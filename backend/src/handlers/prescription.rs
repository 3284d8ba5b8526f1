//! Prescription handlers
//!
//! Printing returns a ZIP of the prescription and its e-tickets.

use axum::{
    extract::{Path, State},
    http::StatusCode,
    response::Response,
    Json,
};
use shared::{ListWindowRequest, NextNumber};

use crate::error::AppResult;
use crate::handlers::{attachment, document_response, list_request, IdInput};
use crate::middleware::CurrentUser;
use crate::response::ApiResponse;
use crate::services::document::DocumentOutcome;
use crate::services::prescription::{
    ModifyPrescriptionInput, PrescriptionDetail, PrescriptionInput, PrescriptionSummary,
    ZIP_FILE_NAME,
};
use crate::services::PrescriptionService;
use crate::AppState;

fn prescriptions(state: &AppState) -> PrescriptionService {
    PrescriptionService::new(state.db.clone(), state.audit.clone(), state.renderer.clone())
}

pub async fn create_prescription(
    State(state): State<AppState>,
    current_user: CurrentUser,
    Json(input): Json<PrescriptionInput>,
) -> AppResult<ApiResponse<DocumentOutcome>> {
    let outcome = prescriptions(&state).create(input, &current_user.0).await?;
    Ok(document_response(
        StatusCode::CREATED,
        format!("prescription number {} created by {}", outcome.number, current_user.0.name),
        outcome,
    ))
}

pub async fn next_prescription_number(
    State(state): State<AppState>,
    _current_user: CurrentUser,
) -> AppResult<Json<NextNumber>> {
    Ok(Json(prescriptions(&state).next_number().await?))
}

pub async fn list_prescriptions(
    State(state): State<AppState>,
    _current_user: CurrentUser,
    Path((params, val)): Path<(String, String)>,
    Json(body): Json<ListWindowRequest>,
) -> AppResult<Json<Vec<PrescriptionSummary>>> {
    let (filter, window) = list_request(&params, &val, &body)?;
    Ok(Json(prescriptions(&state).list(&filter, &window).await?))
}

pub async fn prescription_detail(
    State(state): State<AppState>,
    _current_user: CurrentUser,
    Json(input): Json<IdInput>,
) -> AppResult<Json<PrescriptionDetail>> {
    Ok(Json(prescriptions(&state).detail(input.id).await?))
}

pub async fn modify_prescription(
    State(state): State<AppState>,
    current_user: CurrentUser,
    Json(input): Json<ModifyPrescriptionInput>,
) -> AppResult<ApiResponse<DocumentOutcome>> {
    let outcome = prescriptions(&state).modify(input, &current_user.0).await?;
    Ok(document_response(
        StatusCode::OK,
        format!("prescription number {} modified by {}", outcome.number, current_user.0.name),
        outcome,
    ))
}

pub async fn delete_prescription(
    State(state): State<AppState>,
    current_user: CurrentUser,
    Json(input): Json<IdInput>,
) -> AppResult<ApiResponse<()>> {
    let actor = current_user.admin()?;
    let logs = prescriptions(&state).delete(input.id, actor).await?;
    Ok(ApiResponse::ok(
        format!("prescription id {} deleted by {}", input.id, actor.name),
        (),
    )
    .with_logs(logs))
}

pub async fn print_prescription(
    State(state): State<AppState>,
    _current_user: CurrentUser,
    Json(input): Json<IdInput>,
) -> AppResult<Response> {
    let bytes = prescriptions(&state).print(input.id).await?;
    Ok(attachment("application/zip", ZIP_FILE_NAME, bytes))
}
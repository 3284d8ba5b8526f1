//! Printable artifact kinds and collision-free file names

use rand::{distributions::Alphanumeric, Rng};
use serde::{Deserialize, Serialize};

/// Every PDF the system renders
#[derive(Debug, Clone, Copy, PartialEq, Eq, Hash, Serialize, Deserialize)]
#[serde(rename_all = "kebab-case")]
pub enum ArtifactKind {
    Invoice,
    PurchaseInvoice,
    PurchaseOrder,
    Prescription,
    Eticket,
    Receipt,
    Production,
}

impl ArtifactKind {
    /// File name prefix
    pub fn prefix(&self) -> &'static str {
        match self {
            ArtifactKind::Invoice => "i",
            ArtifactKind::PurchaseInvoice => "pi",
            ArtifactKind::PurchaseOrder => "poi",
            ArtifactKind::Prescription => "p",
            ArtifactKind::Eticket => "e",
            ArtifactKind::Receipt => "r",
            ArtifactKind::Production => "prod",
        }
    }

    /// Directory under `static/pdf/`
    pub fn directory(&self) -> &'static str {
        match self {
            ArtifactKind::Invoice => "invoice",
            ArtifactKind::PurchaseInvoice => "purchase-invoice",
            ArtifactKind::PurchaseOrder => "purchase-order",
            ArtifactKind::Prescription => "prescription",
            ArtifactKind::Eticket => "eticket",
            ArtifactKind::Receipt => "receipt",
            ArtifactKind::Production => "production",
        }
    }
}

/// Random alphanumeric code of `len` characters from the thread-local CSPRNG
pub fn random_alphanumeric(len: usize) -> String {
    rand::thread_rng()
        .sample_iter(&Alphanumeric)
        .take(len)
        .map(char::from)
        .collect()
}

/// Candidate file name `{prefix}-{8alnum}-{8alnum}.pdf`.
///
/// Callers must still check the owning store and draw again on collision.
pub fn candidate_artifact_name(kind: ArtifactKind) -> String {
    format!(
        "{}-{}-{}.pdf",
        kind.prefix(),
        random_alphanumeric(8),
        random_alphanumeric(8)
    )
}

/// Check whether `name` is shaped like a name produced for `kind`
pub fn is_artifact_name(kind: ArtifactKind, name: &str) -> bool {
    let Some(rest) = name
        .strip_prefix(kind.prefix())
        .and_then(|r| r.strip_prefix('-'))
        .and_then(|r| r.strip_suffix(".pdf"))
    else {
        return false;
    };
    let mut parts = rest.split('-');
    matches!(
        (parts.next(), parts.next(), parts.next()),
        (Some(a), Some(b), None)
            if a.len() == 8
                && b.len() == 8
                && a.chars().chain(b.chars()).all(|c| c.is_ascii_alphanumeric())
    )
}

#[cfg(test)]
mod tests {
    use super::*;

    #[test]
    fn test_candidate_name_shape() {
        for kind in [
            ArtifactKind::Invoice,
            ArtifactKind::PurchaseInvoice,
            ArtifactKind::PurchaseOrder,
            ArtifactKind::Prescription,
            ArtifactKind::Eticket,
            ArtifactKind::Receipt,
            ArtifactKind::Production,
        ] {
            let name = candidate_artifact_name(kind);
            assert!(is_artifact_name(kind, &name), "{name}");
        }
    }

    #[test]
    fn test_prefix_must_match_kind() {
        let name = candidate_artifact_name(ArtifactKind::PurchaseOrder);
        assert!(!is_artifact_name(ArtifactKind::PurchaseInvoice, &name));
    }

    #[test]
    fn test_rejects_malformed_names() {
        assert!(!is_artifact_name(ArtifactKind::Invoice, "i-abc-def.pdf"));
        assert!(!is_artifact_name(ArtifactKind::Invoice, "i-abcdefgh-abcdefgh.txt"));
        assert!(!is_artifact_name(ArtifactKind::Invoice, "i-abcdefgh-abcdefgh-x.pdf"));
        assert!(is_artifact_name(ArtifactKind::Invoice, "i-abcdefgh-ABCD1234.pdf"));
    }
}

•••••

**THE PROBLEM:**
Exactly reproduce all of the entries above.

**YOUR SOLUTION:**
filename backend/src/handlers/prescription.rs
repository 3284d8ba5b8526f1
//! Prescription handlers
//!
//! Printing returns a ZIP of the prescription and its e-tickets.

use axum::{
    extract::{Path, State},
    http::StatusCode,
    response::Response,
    Json,
};
use shared::{ListWindowRequest, NextNumber};

use crate::error::AppResult;
use crate::handlers::{attachment, document_response, list_request, IdInput};
use crate::middleware::CurrentUser;
use crate::response::ApiResponse;
use crate::services::document::DocumentOutcome;
use crate::services::prescription::{
    ModifyPrescriptionInput, PrescriptionDetail, PrescriptionInput, PrescriptionSummary,
    ZIP_FILE_NAME,
};
use crate::services::PrescriptionService;
use crate::AppState;

fn prescriptions(state: &AppState) -> PrescriptionService {
    PrescriptionService::new(state.db.clone(), state.audit.clone(), state.renderer.clone())
}

pub async fn create_prescription(
    State(state): State<AppState>,
    current_user: CurrentUser,
    Json(input): Json<PrescriptionInput>,
) -> AppResult<ApiResponse<DocumentOutcome>> {
    let outcome = prescriptions(&state).create(input, &current_user.0).await?;
    Ok(document_response(
        StatusCode::CREATED,
        format!("prescription number {} created by {}", outcome.number, current_user.0.name),
        outcome,
    ))
}

pub async fn next_prescription_number(
    State(state): State<AppState>,
    _current_user: CurrentUser,
) -> AppResult<Json<NextNumber>> {
    Ok(Json(prescriptions(&state).next_number().await?))
}

pub async fn list_prescriptions(
    State(state): State<AppState>,
    _current_user: CurrentUser,
    Path((params, val)): Path<(String, String)>,
    Json(body): Json<ListWindowRequest>,
) -> AppResult<Json<Vec<PrescriptionSummary>>> {
    let (filter, window) = list_request(&params, &val, &body)?;
    Ok(Json(prescriptions(&state).list(&filter, &window).await?))
}

pub async fn prescription_detail(
    State(state): State<AppState>,
    _current_user: CurrentUser,
    Json(input): Json<IdInput>,
) -> AppResult<Json<PrescriptionDetail>> {
    Ok(Json(prescriptions(&state).detail(input.id).await?))
}

pub async fn modify_prescription(
    State(state): State<AppState>,
    current_user: CurrentUser,
    Json(input): Json<ModifyPrescriptionInput>,
) -> AppResult<ApiResponse<DocumentOutcome>> {
    let outcome = prescriptions(&state).modify(input, &current_user.0).await?;
    Ok(document_response(
        StatusCode::OK,
        format!("prescription number {} modified by {}", outcome.number, current_user.0.name),
        outcome,
    ))
}

pub async fn delete_prescription(
    State(state): State<AppState>,
    current_user: CurrentUser,
    Json(input): Json<IdInput>,
) -> AppResult<ApiResponse<()>> {
    let actor = current_user.admin()?;
    let logs = prescriptions(&state).delete(input.id, actor).await?;
    Ok(ApiResponse::ok(
        format!("prescription id {} deleted by {}", input.id, actor.name),
        (),
    )
    .with_logs(logs))
}

pub async fn print_prescription(
    State(state): State<AppState>,
    _current_user: CurrentUser,
    Json(input): Json<IdInput>,
) -> AppResult<Response> {
    let bytes = prescriptions(&state).print(input.id).await?;
    Ok(attachment("application/zip", ZIP_FILE_NAME, bytes))
}
repository 3284d8ba5b8526f1
//! Printable artifact kinds and collision-free file names

use rand::{distributions::Alphanumeric, Rng};
use serde::{Deserialize, Serialize};

/// Every PDF the system renders
#[derive(Debug, Clone, Copy, PartialEq, Eq, Hash, Serialize, Deserialize)]
#[serde(rename_all = "kebab-case")]
pub enum ArtifactKind {
    Invoice,
    PurchaseInvoice,
    PurchaseOrder,
    Prescription,
    Eticket,
    Receipt,
    Production,
}

impl ArtifactKind {
    /// File name prefix
    pub fn prefix(&self) -> &'static str {
        match self {
            ArtifactKind::Invoice => "i",
            ArtifactKind::PurchaseInvoice => "pi",
            ArtifactKind::PurchaseOrder => "poi",
            ArtifactKind::Prescription => "p",
            ArtifactKind::Eticket => "e",
            ArtifactKind::Receipt => "r",
            ArtifactKind::Production => "prod",
        }
    }

    /// Directory under `static/pdf/`
    pub fn directory(&self) -> &'static str {
        match self {
            ArtifactKind::Invoice => "invoice",
            ArtifactKind::PurchaseInvoice => "purchase-invoice",
            ArtifactKind::PurchaseOrder => "purchase-order",
            ArtifactKind::Prescription => "prescription",
            ArtifactKind::Eticket => "eticket",
            ArtifactKind::Receipt => "receipt",
            ArtifactKind::Production => "production",
        }
    }
}

/// Random alphanumeric code of `len` characters from the thread-local CSPRNG
pub fn random_alphanumeric(len: usize) -> String {
    rand::thread_rng()
        .sample_iter(&Alphanumeric)
        .take(len)
        .map(char::from)
        .collect()
}

/// Candidate file name `{prefix}-{8alnum}-{8alnum}.pdf`.
///
/// Callers must still check the owning store and draw again on collision.
pub fn candidate_artifact_name(kind: ArtifactKind) -> String {
    format!(
        "{}-{}-{}.pdf",
        kind.prefix(),
        random_alphanumeric(8),
        random_alphanumeric(8)
    )
}

/// Check whether `name` is shaped like a name produced for `kind`
pub fn is_artifact_name(kind: ArtifactKind, name: &str) -> bool {
    let Some(rest) = name
        .strip_prefix(kind.prefix())
        .and_then(|r| r.strip_prefix('-'))
        .and_then(|r| r.strip_suffix(".pdf"))
    else {
        return false;
    };
    let mut parts = rest.split('-');
    matches!(
        (parts.next(), parts.next(), parts.next()),
        (Some(a), Some(b), None)
            if a.len() == 8
                && b.len() == 8
                && a.chars().chain(b.chars()).all(|c| c.is_ascii_alphanumeric())
    )
}

#[cfg(test)]
mod tests {
    use super::*;

    #[test]
    fn test_candidate_name_shape() {
        for kind in [
            ArtifactKind::Invoice,
            ArtifactKind::PurchaseInvoice,
            ArtifactKind::PurchaseOrder,
            ArtifactKind::Prescription,
            ArtifactKind::Eticket,
            ArtifactKind::Receipt,
            ArtifactKind::Production,
        ] {
            let name = candidate_artifact_name(kind);
            assert!(is_artifact_name(kind, &name), "{name}");
        }
    }

    #[test]
    fn test_prefix_must_match_kind() {
        let name = candidate_artifact_name(ArtifactKind::PurchaseOrder);
        assert!(!is_artifact_name(ArtifactKind::PurchaseInvoice, &name));
    }

    #[test]
    fn test_rejects_malformed_names() {
        assert!(!is_artifact_name(ArtifactKind::Invoice, "i-abc-def.pdf"));
        assert!(!is_artifact_name(ArtifactKind::Invoice, "i-abcdefgh-abcdefgh.txt"));
        assert!(!is_artifact_name(ArtifactKind::Invoice, "i-abcdefgh-abcdefgh-x.pdf"));
        assert!(is_artifact_name(ArtifactKind::Invoice, "i-abcdefgh-ABCD1234.pdf"));
    }
}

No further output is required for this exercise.